Selon les données de la Société canadienne d’hypothèques et de logement (SCHL), le loyer moyen dans le quartier Saint-Michel est passé de 543$ à 702$ depuis 2010, une augmentation de 29%. Ce sont les studios qui ont le plus augmenté dans le marché locatif du quartier en passant de 424$ à 613$, une augmentation de 45%.
CINQ FOIS PLUS D’ÉVICTIONS ET DES REPRISES DE LOGEMENT
L’organisme Bureau Info logement de Saint-Michel a recensé cinq fois plus de dossiers d’évictions et reprises de logement en deux ans à peine, passant de 13 dossiers en 2019-2020 à 60 dossiers pour l’année 2021-2022. Une situation qui a de quoi inquiéter la chargée de projet de l’organisme, Céline Camus, qui gère tous les dossiers seule pour le moment.

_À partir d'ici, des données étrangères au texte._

//! Active-day streak detection

use chrono::NaiveDate;

use super::MessageRecord;

/// Count consecutive active calendar days ending at the most recent one.
///
/// Works over the unique UTC dates of a chronologically sorted batch: walk
/// back from the latest date and stop at the first hole. A non-empty batch
/// always yields at least 1; an empty batch yields 0.
pub fn day_streak(sorted: &[MessageRecord]) -> u32 {
    let mut dates: Vec<NaiveDate> = sorted.iter().map(|m| m.timestamp.date_naive()).collect();
    dates.dedup();

    if dates.is_empty() {
        return 0;
    }

    let mut streak = 1;
    for pair in dates.windows(2).rev() {
        if pair[0].succ_opt() == Some(pair[1]) {
            streak += 1;
        } else {
            break;
        }
    }

    streak
}
//! Chat statistics command
//!
//! Fetches a chat's history, runs the analytics engine and renders the
//! localized report — to the console, as JSON, or delivered into Telegram
//! via the placeholder-then-edit flow.

use grammers_client::types::peer::Peer;
use grammers_client::Client;
use tracing::info;

use crate::chat::resolve_chat;
use crate::config::{ChatEntity, Config};
use crate::error::{Error, Result};
use crate::history::fetch_history;
use crate::report::{self, Language};
use crate::session::{get_client, SessionLock};
use crate::stats::{analyze, AnalysisOutcome};

pub struct StatsArgs {
    /// Chat alias from config, @username or numeric id
    pub chat: String,
    /// History limit override (config limit otherwise)
    pub limit: Option<usize>,
    /// Dump the raw analysis result as JSON instead of the report
    pub json: bool,
    /// Also deliver the report into Telegram
    pub send: bool,
}

pub async fn run(args: StatsArgs) -> Result<()> {
    let config = Config::new();
    let limit = args.limit.unwrap_or_else(|| config.get_limit());
    let language = Language::parse(&config.language);

    let _lock = SessionLock::acquire()?;
    let client = get_client().await?;

    let (primary_entity, fallback_entity) = parse_chat_entity(&args.chat, &config);
    let peer = match resolve_chat(&client, &primary_entity).await {
        Ok(peer) => peer,
        Err(err) => match &fallback_entity {
            Some(fallback) => resolve_chat(&client, fallback).await?,
            None => return Err(err),
        },
    };

    info!("Analyzing chat '{}' (limit {})", args.chat, limit);
    let history = fetch_history(&client, &peer, limit).await?;

    match analyze(&history.records) {
        AnalysisOutcome::InsufficientData => {
            println!("{}", report::insufficient_data_notice(language));
        }
        AnalysisOutcome::Ready(stats) => {
            if args.json {
                println!("{}", serde_json::to_string_pretty(&stats)?);
            } else {
                let text = report::render(&stats, &history.sender_names, language);
                println!("{}", text);

                if args.send {
                    let (target, placeholder_id) =
                        post_placeholder(&client, &config, &peer, language).await?;
                    replace_placeholder(&client, &target, placeholder_id, &text).await?;
                    println!("Report delivered.");
                }
            }
        }
    }

    Ok(())
}

/// Post the placeholder message and return the delivery target with the
/// message id to edit later. Target is the analyzed chat when
/// `report.send_to_chat` is set, the owner's Saved Messages otherwise.
pub async fn post_placeholder(
    client: &Client,
    config: &Config,
    chat_peer: &Peer,
    language: Language,
) -> Result<(Peer, i32)> {
    let target = if config.send_to_chat {
        chat_peer.clone()
    } else {
        find_self_peer(client, config.my_user_id).await?
    };

    let sent = client
        .send_message(&target, report::placeholder_notice(language))
        .await
        .map_err(|e| Error::TelegramError(e.to_string()))?;

    Ok((target, sent.id()))
}

/// Replace the placeholder with the final report text.
pub async fn replace_placeholder(
    client: &Client,
    target: &Peer,
    message_id: i32,
    text: &str,
) -> Result<()> {
    client
        .edit_message(target, message_id, text)
        .await
        .map_err(|e| Error::TelegramError(e.to_string()))?;
    Ok(())
}

/// The owner's own dialog (Saved Messages).
async fn find_self_peer(client: &Client, my_user_id: i64) -> Result<Peer> {
    if my_user_id == 0 {
        return Err(Error::InvalidArgument(
            "user.id must be configured to deliver reports to Saved Messages".to_string(),
        ));
    }
    resolve_chat(client, &ChatEntity::UserId(my_user_id)).await
}

/// Resolve chat input into a ChatEntity and optional fallback.
/// - Config alias wins
/// - Numeric strings are treated as user IDs with channel fallback
/// - Otherwise treated as username
fn parse_chat_entity(chat_input: &str, config: &Config) -> (ChatEntity, Option<ChatEntity>) {
    if let Some(entity) = config.get_chat(chat_input) {
        return (entity.clone(), None);
    }

    if let Ok(id) = chat_input.parse::<i64>() {
        return (ChatEntity::UserId(id), Some(ChatEntity::Channel(id)));
    }

    (ChatEntity::username(chat_input), None)
}

#[cfg(test)]
mod tests {
    use super::*;

    #[test]
    fn parse_chat_entity_prefers_config() {
        let mut config = Config::default();
        config.chats.clear();
        config
            .chats
            .insert("partner".into(), ChatEntity::Username("partner_user".into()));

        let (entity, fallback) = parse_chat_entity("partner", &config);
        assert!(matches!(entity, ChatEntity::Username(ref s) if s == "partner_user"));
        assert!(fallback.is_none());
    }

    #[test]
    fn parse_chat_entity_handles_numeric_with_fallback() {
        let mut config = Config::default();
        config.chats.clear();
        let (entity, fallback) = parse_chat_entity("12345", &config);

        assert!(matches!(entity, ChatEntity::UserId(12345)));
        assert!(matches!(fallback, Some(ChatEntity::Channel(12345))));
    }

    #[test]
    fn parse_chat_entity_uses_username_when_not_numeric() {
        let mut config = Config::default();
        config.chats.clear();
        let (entity, fallback) = parse_chat_entity("@partner", &config);

        assert!(matches!(entity, ChatEntity::Username(ref s) if s == "partner"));
        assert!(fallback.is_none());
    }
}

Selon elle, le prolongement de la ligne bleue amène des bienfaits pour la population locale, mais aussi certaines inquiétudes quant à la hausse des loyers, surtout dans le secteur de François-Perreault au sud du quartier. Il est à proximité de quartiers embourgeoisés comme Rosemont et Villeray, comme les locataires de la rue Pie-IX.

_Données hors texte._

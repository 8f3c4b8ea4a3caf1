//! Session initialization command
//!
//! Interactive login that creates the session file used by every other
//! command. Run once per account.

use std::io::{self, Write};

use crate::config::Config;
use crate::error::{Error, Result};
use crate::session::get_client_for_init;

pub async fn run() -> Result<()> {
    let config = Config::new();

    println!(
        r#"
This will create a NEW Telegram session for {}.

Creating a fresh session signs you out on devices that shared the old
session file. Type 'YES' (uppercase) to continue: "#,
        config.phone
    );

    io::stdout().flush()?;

    let mut input = String::new();
    io::stdin().read_line(&mut input)?;

    if input.trim() != "YES" {
        println!("\nCancelled. No session file was created.");
        return Ok(());
    }

    println!("\nRequesting a login code for {}...", config.phone);

    // Connect without existing session
    let client = get_client_for_init().await?;

    let token = client
        .request_login_code(&config.phone, &config.api_hash)
        .await
        .map_err(|e| Error::TelegramError(format!("Failed to request code: {}", e)))?;

    println!("Enter the code from Telegram: ");
    io::stdout().flush()?;

    let mut code = String::new();
    io::stdin().read_line(&mut code)?;
    let code = code.trim();

    let user = client
        .sign_in(&token, code)
        .await
        .map_err(|e| Error::TelegramError(format!("Failed to sign in: {}", e)))?;

    // Session is auto-saved by SqliteSession

    println!(
        r#"
Session created.

Profile:
  Name: {}
  Username: @{}

You can now run `chat_stats stats <chat>` or `chat_stats bot`.
Back up the session file and do not run init-session again.
"#,
        user.full_name(),
        user.username().unwrap_or("not set"),
    );

    Ok(())
}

«Quand je suis arrivée dans le quartier, on m’a expliqué que les atteintes au parc locatif [reprises, évictions] étaient moins un sujet chez nous. On ne va pas se mentir : Saint-Michel est historiquement un quartier déshérité peu attractif», confie Céline Camus.
• À lire aussi: Hausses de loyer de 200 et 300$ par mois: des locataires d’une petite municipalité impuissants
«ÇA AURAIT ÉTÉ UN PEU NAÏF DE CROIRE QUE LA GENTRIFICATION N’ARRIVERAIT PAS À SAINT-MICHEL»

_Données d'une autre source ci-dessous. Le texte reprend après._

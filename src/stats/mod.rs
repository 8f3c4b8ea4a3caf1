//! Conversation analytics engine
//!
//! Pure, synchronous computation over a materialized message batch: daily
//! activity ranking, day streaks, inactivity-gap session segmentation,
//! initiation/reply-latency analysis and the combined two-party summary.
//! Nothing here touches the network; retrieval hands over a finished batch
//! and rendering consumes the result.

pub mod daily;
pub mod response;
pub mod sessions;
pub mod streak;

use std::collections::HashMap;

use chrono::{DateTime, Utc};
use serde::Serialize;

pub use daily::DayCount;
pub use response::ConversationFlow;

use daily::{daily_counts, rank_days};
use response::conversation_flow;
use sessions::max_session_hours;
use streak::day_streak;

/// Gap threshold (hours) for the stricter segmentation.
pub const STRICT_GAP_HOURS: i64 = 6;
/// Gap threshold (hours) for the more permissive segmentation.
pub const RELAXED_GAP_HOURS: i64 = 12;
/// How many busiest/quietest days the summary carries.
pub const RANKED_DAYS: usize = 5;

/// One chat message as the engine sees it.
///
/// `has_text` covers both plain text and media captions; `text_len` counts
/// characters. Batches may arrive newest-first — [`analyze`] sorts a copy,
/// and the sort is stable so equal timestamps keep arrival order.
#[derive(Debug, Clone)]
pub struct MessageRecord {
    pub timestamp: DateTime<Utc>,
    pub sender_id: i64,
    pub has_text: bool,
    pub text_len: usize,
}

/// Per-participant block of the summary.
#[derive(Debug, Clone, Serialize)]
pub struct UserSlot {
    pub user_id: i64,
    pub messages: u64,
    /// Own message count over the other side's (0 when the other side is 0).
    pub ratio_to_other: f64,
    /// Own share of the combined message count.
    pub message_share: f64,
    /// Share of conversation initiations.
    pub initiation_share: f64,
    /// Mean reply latency towards the other side, seconds.
    pub avg_reply_secs: Option<f64>,
    /// Mean text length over this side's text-carrying messages.
    pub avg_text_len: Option<f64>,
}

/// Longest-session figures under both gap thresholds.
///
/// Named by gap tolerance: `strict` merges only gaps up to
/// [`STRICT_GAP_HOURS`], `relaxed` up to [`RELAXED_GAP_HOURS`], so
/// `strict_hours <= relaxed_hours` always holds.
#[derive(Debug, Clone, Serialize)]
pub struct SessionSpans {
    pub strict_hours: f64,
    pub relaxed_hours: f64,
}

/// Everything the report needs, derived from one batch.
#[derive(Debug, Clone, Serialize)]
pub struct ChatStats {
    pub total_messages: u64,
    /// All sender counts in first-seen order (the analyzed pair is a subset).
    pub sender_counts: Vec<(i64, u64)>,
    pub user_a: UserSlot,
    pub user_b: UserSlot,
    pub longest_session: SessionSpans,
    pub streak_days: u32,
    pub busiest_days: Vec<DayCount>,
    pub quietest_days: Vec<DayCount>,
}

/// Result of one analysis call.
///
/// Insufficient data is a normal variant, not an error: callers must match
/// on it and render the localized notice instead of a report.
#[derive(Debug)]
pub enum AnalysisOutcome {
    Ready(ChatStats),
    InsufficientData,
}

/// Run the full pipeline over one message batch.
///
/// Yields `InsufficientData` for an empty batch, fewer than two distinct
/// senders, or (defensively) a selected sender with zero messages. The two
/// analyzed participants are the two highest-volume senders; count ties keep
/// first chronological appearance.
pub fn analyze(messages: &[MessageRecord]) -> AnalysisOutcome {
    if messages.is_empty() {
        return AnalysisOutcome::InsufficientData;
    }

    let mut sorted: Vec<MessageRecord> = messages.to_vec();
    sorted.sort_by_key(|m| m.timestamp);

    // Per-sender tallies, tracking first-seen order for deterministic ties.
    let mut order: Vec<i64> = Vec::new();
    let mut counts: HashMap<i64, u64> = HashMap::new();
    let mut text_totals: HashMap<i64, (u64, u64)> = HashMap::new();

    for msg in &sorted {
        let count = counts.entry(msg.sender_id).or_insert_with(|| {
            order.push(msg.sender_id);
            0
        });
        *count += 1;

        if msg.has_text {
            let entry = text_totals.entry(msg.sender_id).or_insert((0, 0));
            entry.0 += msg.text_len as u64;
            entry.1 += 1;
        }
    }

    if counts.len() < 2 {
        return AnalysisOutcome::InsufficientData;
    }

    let (id_a, id_b) = select_pair(&order, &counts);
    let count_a = counts[&id_a];
    let count_b = counts[&id_b];
    if count_a == 0 || count_b == 0 {
        return AnalysisOutcome::InsufficientData;
    }

    let buckets = daily_counts(&sorted);
    let flow = conversation_flow(&sorted);

    let starts_a = flow.initiations.get(&id_a).copied().unwrap_or(0);
    let starts_b = flow.initiations.get(&id_b).copied().unwrap_or(0);
    let total_starts = f64::from((starts_a + starts_b).max(1));

    let user_a = UserSlot {
        user_id: id_a,
        messages: count_a,
        ratio_to_other: ratio(count_a, count_b),
        message_share: share(count_a, count_b),
        initiation_share: f64::from(starts_a) / total_starts,
        avg_reply_secs: flow.average_reply(id_a, id_b),
        avg_text_len: average_text_len(text_totals.get(&id_a)),
    };
    let user_b = UserSlot {
        user_id: id_b,
        messages: count_b,
        ratio_to_other: ratio(count_b, count_a),
        message_share: share(count_b, count_a),
        initiation_share: f64::from(starts_b) / total_starts,
        avg_reply_secs: flow.average_reply(id_b, id_a),
        avg_text_len: average_text_len(text_totals.get(&id_b)),
    };

    AnalysisOutcome::Ready(ChatStats {
        total_messages: sorted.len() as u64,
        sender_counts: order.iter().map(|id| (*id, counts[id])).collect(),
        user_a,
        user_b,
        longest_session: SessionSpans {
            strict_hours: max_session_hours(&sorted, STRICT_GAP_HOURS),
            relaxed_hours: max_session_hours(&sorted, RELAXED_GAP_HOURS),
        },
        streak_days: day_streak(&sorted),
        busiest_days: rank_days(&buckets, RANKED_DAYS, false),
        quietest_days: rank_days(&buckets, RANKED_DAYS, true),
    })
}

/// The two highest-volume senders; ties keep first-seen order.
fn select_pair(order: &[i64], counts: &HashMap<i64, u64>) -> (i64, i64) {
    let mut ranked: Vec<i64> = order.to_vec();
    ranked.sort_by(|a, b| counts[b].cmp(&counts[a]));
    (ranked[0], ranked[1])
}

fn ratio(own: u64, other: u64) -> f64 {
    if other == 0 {
        0.0
    } else {
        own as f64 / other as f64
    }
}

fn share(own: u64, other: u64) -> f64 {
    if own == 0 || other == 0 {
        0.0
    } else {
        own as f64 / (own + other) as f64
    }
}

fn average_text_len(totals: Option<&(u64, u64)>) -> Option<f64> {
    match totals {
        Some(&(chars, msgs)) if msgs > 0 => Some(chars as f64 / msgs as f64),
        _ => None,
    }
}
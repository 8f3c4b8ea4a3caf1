//! Log file housekeeping and subscriber setup
//!
//! One log file per calendar day under the configured directory; the
//! directory is pruned down to a keep-count before today's file is opened.

use std::fs::{self, OpenOptions};
use std::io;
use std::path::{Path, PathBuf};
use std::sync::Arc;
use std::time::SystemTime;

use chrono::Local;
use tracing_subscriber::fmt::writer::MakeWriterExt;
use tracing_subscriber::EnvFilter;

use crate::error::{Error, Result};

/// Create the log directory, prune it to `keep` files and return the path
/// of today's log file (named `DD_MM_YYYY.log`).
pub fn prepare_log_file(dir: &Path, keep: usize) -> Result<PathBuf> {
    fs::create_dir_all(dir)?;

    let today = dir.join(format!("{}.log", Local::now().format("%d_%m_%Y")));
    prune_old_logs(dir, keep, &today)?;

    Ok(today)
}

/// Remove the oldest `.log` files so that at most `keep` remain once
/// today's file is counted in. Today's file itself is never removed.
fn prune_old_logs(dir: &Path, keep: usize, current: &Path) -> Result<()> {
    let mut logs: Vec<(SystemTime, PathBuf)> = Vec::new();

    for entry in fs::read_dir(dir)? {
        let entry = entry?;
        let path = entry.path();
        if path.extension().map(|e| e == "log").unwrap_or(false) && path != current {
            let modified = entry
                .metadata()?
                .modified()
                .unwrap_or(SystemTime::UNIX_EPOCH);
            logs.push((modified, path));
        }
    }

    if logs.len() + 1 <= keep {
        return Ok(());
    }

    logs.sort_by_key(|(modified, _)| *modified);
    let excess = logs.len() + 1 - keep;

    for (_, path) in logs.into_iter().take(excess) {
        if let Err(err) = fs::remove_file(&path) {
            tracing::warn!("Failed to remove old log {}: {}", path.display(), err);
        }
    }

    Ok(())
}

/// Install the global tracing subscriber.
///
/// Output goes to stdout, and additionally to today's log file when a log
/// directory is configured. Must be called once, before any tracing output.
pub fn init_logging(log_dir: Option<&Path>, keep: usize) -> Result<()> {
    let filter = EnvFilter::from_default_env().add_directive(
        "chat_stats=info"
            .parse()
            .map_err(|e| Error::InvalidArgument(format!("Bad log directive: {}", e)))?,
    );

    match log_dir {
        Some(dir) => {
            let path = prepare_log_file(dir, keep)?;
            let file = OpenOptions::new().create(true).append(true).open(&path)?;
            tracing_subscriber::fmt()
                .with_env_filter(filter)
                .with_ansi(false)
                .with_writer(io::stdout.and(Arc::new(file)))
                .init();
        }
        None => {
            tracing_subscriber::fmt().with_env_filter(filter).init();
        }
    }

    Ok(())
}

#[cfg(test)]
mod tests {
    use super::*;
    use tempfile::tempdir;

    #[test]
    fn prepare_creates_directory_and_daily_file_name() {
        let temp = tempdir().expect("tempdir");
        let dir = temp.path().join("Logs");

        let path = prepare_log_file(&dir, 15).expect("prepare");

        assert!(dir.exists());
        let name = path.file_name().unwrap().to_string_lossy().to_string();
        assert!(name.ends_with(".log"));
        let expected = format!("{}.log", Local::now().format("%d_%m_%Y"));
        assert_eq!(name, expected);
    }

    #[test]
    fn prune_keeps_at_most_keep_files() {
        let temp = tempdir().expect("tempdir");
        let dir = temp.path();

        for i in 0..6 {
            fs::write(dir.join(format!("0{}_01_2025.log", i)), "old").unwrap();
        }

        let today = prepare_log_file(dir, 3).expect("prepare");
        fs::write(&today, "today").unwrap();

        let count = fs::read_dir(dir)
            .unwrap()
            .filter_map(|e| e.ok())
            .filter(|e| e.path().extension().map(|x| x == "log").unwrap_or(false))
            .count();
        assert!(count <= 3, "expected at most 3 log files, found {}", count);
        assert!(today.exists());
    }

    #[test]
    fn prune_ignores_non_log_files() {
        let temp = tempdir().expect("tempdir");
        let dir = temp.path();

        fs::write(dir.join("notes.txt"), "keep me").unwrap();
        for i in 0..4 {
            fs::write(dir.join(format!("0{}_01_2025.log", i)), "old").unwrap();
        }

        prepare_log_file(dir, 2).expect("prepare");

        assert!(dir.join("notes.txt").exists());
    }

    #[test]
    fn small_directories_are_left_alone() {
        let temp = tempdir().expect("tempdir");
        let dir = temp.path();

        fs::write(dir.join("01_01_2025.log"), "old").unwrap();
        prepare_log_file(dir, 15).expect("prepare");

        assert!(dir.join("01_01_2025.log").exists());
    }
}
//! Telegram Two-Party Chat Statistics Library
//!
//! This library provides tools to:
//! - Pull a chat's message history over MTProto
//! - Derive behavioral statistics for a two-person conversation:
//!   message ratios, reply latencies, longest sessions, day streaks and
//!   daily activity rankings
//! - Render a localized plain-text report (English/Russian)
//! - Deliver the report into the chat or the owner's Saved Messages

pub mod chat;
pub mod config;
pub mod error;
pub mod history;
pub mod logs;
pub mod report;
pub mod session;
pub mod stats;

// Re-export common types
pub use config::{ChatEntity, Config};
pub use error::{Error, Result};
pub use report::Language;
pub use session::{check_session_exists, get_client, SessionLock};
pub use stats::{analyze, AnalysisOutcome, ChatStats, MessageRecord};

// Commands module uses re-exported types, so it must be declared after the re-exports
pub mod commands;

Or, c’est de moins en moins le cas. Yasmine Belam, chargée de concertation en habitation pour la table de quartier Vivre Saint-Michel en santé, s’occupe de créer des ponts entre les différents partenaires en logement. La jeune femme a grandi dans le quartier avant de le quitter pendant 20 ans et d’y revenir pour y travailler.
«Le quartier a beaucoup changé […] Ça aurait été un peu naïf de croire que la gentrification n’arriverait pas à Saint-Michel», juge Yasmine Belam.
Celle qui est d’origine algérienne indique que des alternatives en logement social dans le quartier existe, comme 14 coopératives d’habitation, 7 OSBL d’habitation et 880 logements HLM, mais que «le manque à gagner est assez immense.»
«Par contre, alors que plus de 30% de la population vit sous le seuil du faible revenu, c’est seulement 8% des ménages locataires qui ont un logement subventionné», précise-t-elle, en citant le recensement de 2016.
• À lire aussi: En vue du 1er juillet : À partir de maintenant, votre proprio ne peut plus vous envoyer d’avis d’augmentation de loyer
«C’EST UNE TRANSFORMATION QUI S’OPÈRE», RECONNAIT LA MAIRESSE
La mairesse de Villeray–Saint-Michel-Parc-Extension, Laurence Lavigne Lalonde, reconnait que le quartier doit jongler de plus en plus avec l’embourgeoisement du quartier Saint-Michel.
«Pour habiter dans ce secteur-là, c’est un quartier qui a beaucoup évolué pendant de nombreuses années. En ce moment, on voit réellement que c’est une transformation qui s’opère : des nouveaux commerces, des nouveaux résidents et des nouvelles familles», juge-t-elle.
Elle s’est dite inquiète en prenant connaissance des chiffres du Bureau Info Logement. «On ne voit pas ça d’un bon œil. Ceci étant dit, il y a quand même quelque chose de bien dans le sens où les gens sont capables de se retourner vers un comité logement lorsqu’ils ont un problème.»
Mme Lavigne Lalonde espère que la mise en place de mesures comme l’achat de terrains ou d’immeubles avec le droit de préemption, qui permet à la Ville de Montréal d’acheter en priorité sur tout autre acheteur afin d’y réaliser des projets, et d’un nouveau registre des beaux des loyers par la ville vont mettre un frein à ce phénomène.
«On aimerait ça que le gouvernement du Québec fasse sa part pour nous accompagner», déplore-t-elle, en insistant sur le fait que ce dernier doit investir pour la construction de logements sociaux afin de contrer l’embourgeoisement.